▸ What you have to do:
Please print every record below exactly as it reads.

▸ The records:
************

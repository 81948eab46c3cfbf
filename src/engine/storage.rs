//! Durable intermediate files.
//!
//! Layout: the 8-byte magic `ICRUNCH1`, then per record a little-endian `u32`
//! length followed by the record encoded with its [`PType`], then a 32-byte
//! SHA-256 of everything before it. Files are written to `<location>.partial`
//! and renamed into place on commit, so a reader never sees a half-written
//! file under the final name; readers still verify the trailer.

use crate::types::PType;
use crate::value::Value;
use anyhow::{Context, Result, bail, ensure};
use sha2::{Digest, Sha256};
use std::fs::{self, File, create_dir_all};
use std::io::{BufWriter, Write};
use std::path::{Path, PathBuf};

const MAGIC: &[u8; 8] = b"ICRUNCH1";
const DIGEST_LEN: usize = 32;

fn partial_path(location: &Path) -> PathBuf {
    let mut s = location.as_os_str().to_os_string();
    s.push(".partial");
    PathBuf::from(s)
}

/// Encode `values` and commit them atomically at `location`.
pub fn write_records(location: &str, ptype: &PType, values: &[Value]) -> Result<()> {
    let path = Path::new(location);
    if let Some(parent) = path.parent()
        && !parent.as_os_str().is_empty()
    {
        create_dir_all(parent).with_context(|| format!("mkdir -p {}", parent.display()))?;
    }
    let partial = partial_path(path);
    let f = File::create(&partial).with_context(|| format!("create {}", partial.display()))?;
    let mut w = BufWriter::new(f);
    let mut hasher = Sha256::new();

    let mut put = |bytes: &[u8], w: &mut BufWriter<File>| -> Result<()> {
        hasher.update(bytes);
        w.write_all(bytes)
            .with_context(|| format!("write {}", partial.display()))
    };
    put(MAGIC, &mut w)?;
    for (i, v) in values.iter().enumerate() {
        let rec = ptype
            .encode(v)
            .with_context(|| format!("encode record #{i} as {ptype}"))?;
        let len = u32::try_from(rec.len()).context("record larger than 4 GiB")?;
        put(&len.to_le_bytes(), &mut w)?;
        put(&rec, &mut w)?;
    }
    let digest = hasher.finalize();
    w.write_all(&digest)?;
    w.flush()?;
    drop(w);

    fs::rename(&partial, path)
        .with_context(|| format!("commit {} -> {}", partial.display(), path.display()))?;
    Ok(())
}

/// Read and verify a committed file.
pub fn read_records(location: &str, ptype: &PType) -> Result<Vec<Value>> {
    let bytes = fs::read(location).with_context(|| format!("read {location}"))?;
    ensure!(
        bytes.len() >= MAGIC.len() + DIGEST_LEN,
        "{location}: truncated ({} bytes)",
        bytes.len()
    );
    let (body, trailer) = bytes.split_at(bytes.len() - DIGEST_LEN);
    if Sha256::digest(body).as_slice() != trailer {
        bail!("{location}: checksum mismatch");
    }
    ensure!(body.starts_with(MAGIC), "{location}: bad magic");

    let mut rest = &body[MAGIC.len()..];
    let mut out = Vec::new();
    while !rest.is_empty() {
        ensure!(rest.len() >= 4, "{location}: truncated record header");
        let (len, tail) = rest.split_at(4);
        let len = u32::from_le_bytes([len[0], len[1], len[2], len[3]]) as usize;
        ensure!(tail.len() >= len, "{location}: truncated record");
        let (rec, tail) = tail.split_at(len);
        out.push(
            ptype
                .decode(rec)
                .with_context(|| format!("{location}: decode record #{}", out.len()))?,
        );
        rest = tail;
    }
    Ok(out)
}

/// Remove both the committed file and any leftover partial write.
pub fn remove(location: &str) -> Result<()> {
    let path = Path::new(location);
    for p in [path.to_path_buf(), partial_path(path)] {
        match fs::remove_file(&p) {
            Ok(()) => {}
            Err(e) if e.kind() == std::io::ErrorKind::NotFound => {}
            Err(e) => return Err(e).with_context(|| format!("remove {}", p.display())),
        }
    }
    Ok(())
}

#[cfg(test)]
mod tests {
    use super::*;
    use crate::types::Family;
    use tempfile::tempdir;

    #[test]
    fn records_round_trip_and_tamper_is_detected() -> Result<()> {
        let dir = tempdir()?;
        let loc = dir.path().join("p0").display().to_string();
        let f = Family::Binary;
        let t = f.table_of(&f.strings(), &f.longs())?;
        let vals = vec![Value::pair("a", 1i64), Value::pair("b", 2i64)];

        write_records(&loc, &t, &vals)?;
        assert!(!partial_path(Path::new(&loc)).exists());
        assert_eq!(read_records(&loc, &t)?, vals);

        let mut bytes = fs::read(&loc)?;
        bytes[MAGIC.len() + 5] ^= 0xff;
        fs::write(&loc, bytes)?;
        let err = read_records(&loc, &t).unwrap_err();
        assert!(err.to_string().contains("checksum"));
        Ok(())
    }

    #[test]
    fn empty_file_is_valid() -> Result<()> {
        let dir = tempdir()?;
        let loc = dir.path().join("empty").display().to_string();
        let t = Family::Json.strings();
        write_records(&loc, &t, &[])?;
        assert!(read_records(&loc, &t)?.is_empty());
        remove(&loc)?;
        assert!(!Path::new(&loc).exists());
        Ok(())
    }
}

************

▸ Exercise result:
repository 81948eab46c3cfbf
filename src/engine/storage.rs
//! Durable intermediate files.
//!
//! Layout: the 8-byte magic `ICRUNCH1`, then per record a little-endian `u32`
//! length followed by the record encoded with its [`PType`], then a 32-byte
//! SHA-256 of everything before it. Files are written to `<location>.partial`
//! and renamed into place on commit, so a reader never sees a half-written
//! file under the final name; readers still verify the trailer.

use crate::types::PType;
use crate::value::Value;
use anyhow::{Context, Result, bail, ensure};
use sha2::{Digest, Sha256};
use std::fs::{self, File, create_dir_all};
use std::io::{BufWriter, Write};
use std::path::{Path, PathBuf};

const MAGIC: &[u8; 8] = b"ICRUNCH1";
const DIGEST_LEN: usize = 32;

fn partial_path(location: &Path) -> PathBuf {
    let mut s = location.as_os_str().to_os_string();
    s.push(".partial");
    PathBuf::from(s)
}

/// Encode `values` and commit them atomically at `location`.
pub fn write_records(location: &str, ptype: &PType, values: &[Value]) -> Result<()> {
    let path = Path::new(location);
    if let Some(parent) = path.parent()
        && !parent.as_os_str().is_empty()
    {
        create_dir_all(parent).with_context(|| format!("mkdir -p {}", parent.display()))?;
    }
    let partial = partial_path(path);
    let f = File::create(&partial).with_context(|| format!("create {}", partial.display()))?;
    let mut w = BufWriter::new(f);
    let mut hasher = Sha256::new();

    let mut put = |bytes: &[u8], w: &mut BufWriter<File>| -> Result<()> {
        hasher.update(bytes);
        w.write_all(bytes)
            .with_context(|| format!("write {}", partial.display()))
    };
    put(MAGIC, &mut w)?;
    for (i, v) in values.iter().enumerate() {
        let rec = ptype
            .encode(v)
            .with_context(|| format!("encode record #{i} as {ptype}"))?;
        let len = u32::try_from(rec.len()).context("record larger than 4 GiB")?;
        put(&len.to_le_bytes(), &mut w)?;
        put(&rec, &mut w)?;
    }
    let digest = hasher.finalize();
    w.write_all(&digest)?;
    w.flush()?;
    drop(w);

    fs::rename(&partial, path)
        .with_context(|| format!("commit {} -> {}", partial.display(), path.display()))?;
    Ok(())
}

/// Read and verify a committed file.
pub fn read_records(location: &str, ptype: &PType) -> Result<Vec<Value>> {
    let bytes = fs::read(location).with_context(|| format!("read {location}"))?;
    ensure!(
        bytes.len() >= MAGIC.len() + DIGEST_LEN,
        "{location}: truncated ({} bytes)",
        bytes.len()
    );
    let (body, trailer) = bytes.split_at(bytes.len() - DIGEST_LEN);
    if Sha256::digest(body).as_slice() != trailer {
        bail!("{location}: checksum mismatch");
    }
    ensure!(body.starts_with(MAGIC), "{location}: bad magic");

    let mut rest = &body[MAGIC.len()..];
    let mut out = Vec::new();
    while !rest.is_empty() {
        ensure!(rest.len() >= 4, "{location}: truncated record header");
        let (len, tail) = rest.split_at(4);
        let len = u32::from_le_bytes([len[0], len[1], len[2], len[3]]) as usize;
        ensure!(tail.len() >= len, "{location}: truncated record");
        let (rec, tail) = tail.split_at(len);
        out.push(
            ptype
                .decode(rec)
                .with_context(|| format!("{location}: decode record #{}", out.len()))?,
        );
        rest = tail;
    }
    Ok(out)
}

/// Remove both the committed file and any leftover partial write.
pub fn remove(location: &str) -> Result<()> {
    let path = Path::new(location);
    for p in [path.to_path_buf(), partial_path(path)] {
        match fs::remove_file(&p) {
            Ok(()) => {}
            Err(e) if e.kind() == std::io::ErrorKind::NotFound => {}
            Err(e) => return Err(e).with_context(|| format!("remove {}", p.display())),
        }
    }
    Ok(())
}

#[cfg(test)]
mod tests {
    use super::*;
    use crate::types::Family;
    use tempfile::tempdir;

    #[test]
    fn records_round_trip_and_tamper_is_detected() -> Result<()> {
        let dir = tempdir()?;
        let loc = dir.path().join("p0").display().to_string();
        let f = Family::Binary;
        let t = f.table_of(&f.strings(), &f.longs())?;
        let vals = vec![Value::pair("a", 1i64), Value::pair("b", 2i64)];

        write_records(&loc, &t, &vals)?;
        assert!(!partial_path(Path::new(&loc)).exists());
        assert_eq!(read_records(&loc, &t)?, vals);

        let mut bytes = fs::read(&loc)?;
        bytes[MAGIC.len() + 5] ^= 0xff;
        fs::write(&loc, bytes)?;
        let err = read_records(&loc, &t).unwrap_err();
        assert!(err.to_string().contains("checksum"));
        Ok(())
    }

    #[test]
    fn empty_file_is_valid() -> Result<()> {
        let dir = tempdir()?;
        let loc = dir.path().join("empty").display().to_string();
        let t = Family::Json.strings();
        write_records(&loc, &t, &[])?;
        assert!(read_records(&loc, &t)?.is_empty());
        remove(&loc)?;
        assert!(!Path::new(&loc).exists());
        Ok(())
    }
}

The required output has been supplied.